▶ WHAT YOU SHOULD DO:
In the data below, find every line that has the string "seed", and copy it.

▶ RECORDS SUPPLIED:
BEGIN

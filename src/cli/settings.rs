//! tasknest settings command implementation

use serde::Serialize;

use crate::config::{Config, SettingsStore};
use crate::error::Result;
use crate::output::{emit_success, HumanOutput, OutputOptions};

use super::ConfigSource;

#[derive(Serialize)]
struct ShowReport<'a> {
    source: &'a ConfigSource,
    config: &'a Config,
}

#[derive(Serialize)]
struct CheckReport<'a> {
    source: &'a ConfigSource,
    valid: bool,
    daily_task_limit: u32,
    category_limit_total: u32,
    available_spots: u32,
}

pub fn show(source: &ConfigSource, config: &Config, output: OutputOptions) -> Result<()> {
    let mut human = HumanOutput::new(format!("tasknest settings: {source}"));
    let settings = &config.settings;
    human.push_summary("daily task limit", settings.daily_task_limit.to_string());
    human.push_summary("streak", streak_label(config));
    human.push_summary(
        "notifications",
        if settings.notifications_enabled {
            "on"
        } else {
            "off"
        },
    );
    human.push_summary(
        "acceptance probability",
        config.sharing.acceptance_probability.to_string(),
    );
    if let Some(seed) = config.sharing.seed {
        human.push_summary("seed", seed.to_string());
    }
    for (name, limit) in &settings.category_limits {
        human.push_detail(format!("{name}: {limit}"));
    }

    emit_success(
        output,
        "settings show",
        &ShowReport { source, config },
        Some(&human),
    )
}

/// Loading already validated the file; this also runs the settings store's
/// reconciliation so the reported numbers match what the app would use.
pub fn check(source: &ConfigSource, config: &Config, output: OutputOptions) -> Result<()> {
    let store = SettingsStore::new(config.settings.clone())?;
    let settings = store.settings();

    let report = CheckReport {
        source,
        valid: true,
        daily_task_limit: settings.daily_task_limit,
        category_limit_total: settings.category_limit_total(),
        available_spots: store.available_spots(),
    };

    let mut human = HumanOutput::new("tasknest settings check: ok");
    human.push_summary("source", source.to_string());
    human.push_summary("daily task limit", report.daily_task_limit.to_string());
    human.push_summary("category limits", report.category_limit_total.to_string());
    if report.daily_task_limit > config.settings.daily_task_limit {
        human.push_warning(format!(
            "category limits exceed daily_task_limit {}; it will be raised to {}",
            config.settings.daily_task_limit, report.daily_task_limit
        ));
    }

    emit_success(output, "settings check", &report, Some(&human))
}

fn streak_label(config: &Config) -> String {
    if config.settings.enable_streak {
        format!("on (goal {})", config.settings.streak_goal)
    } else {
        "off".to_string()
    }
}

END

▶ EXERCISE RESPONSE:
    if let Some(seed) = config.sharing.seed {
        human.push_summary("seed", seed.to_string());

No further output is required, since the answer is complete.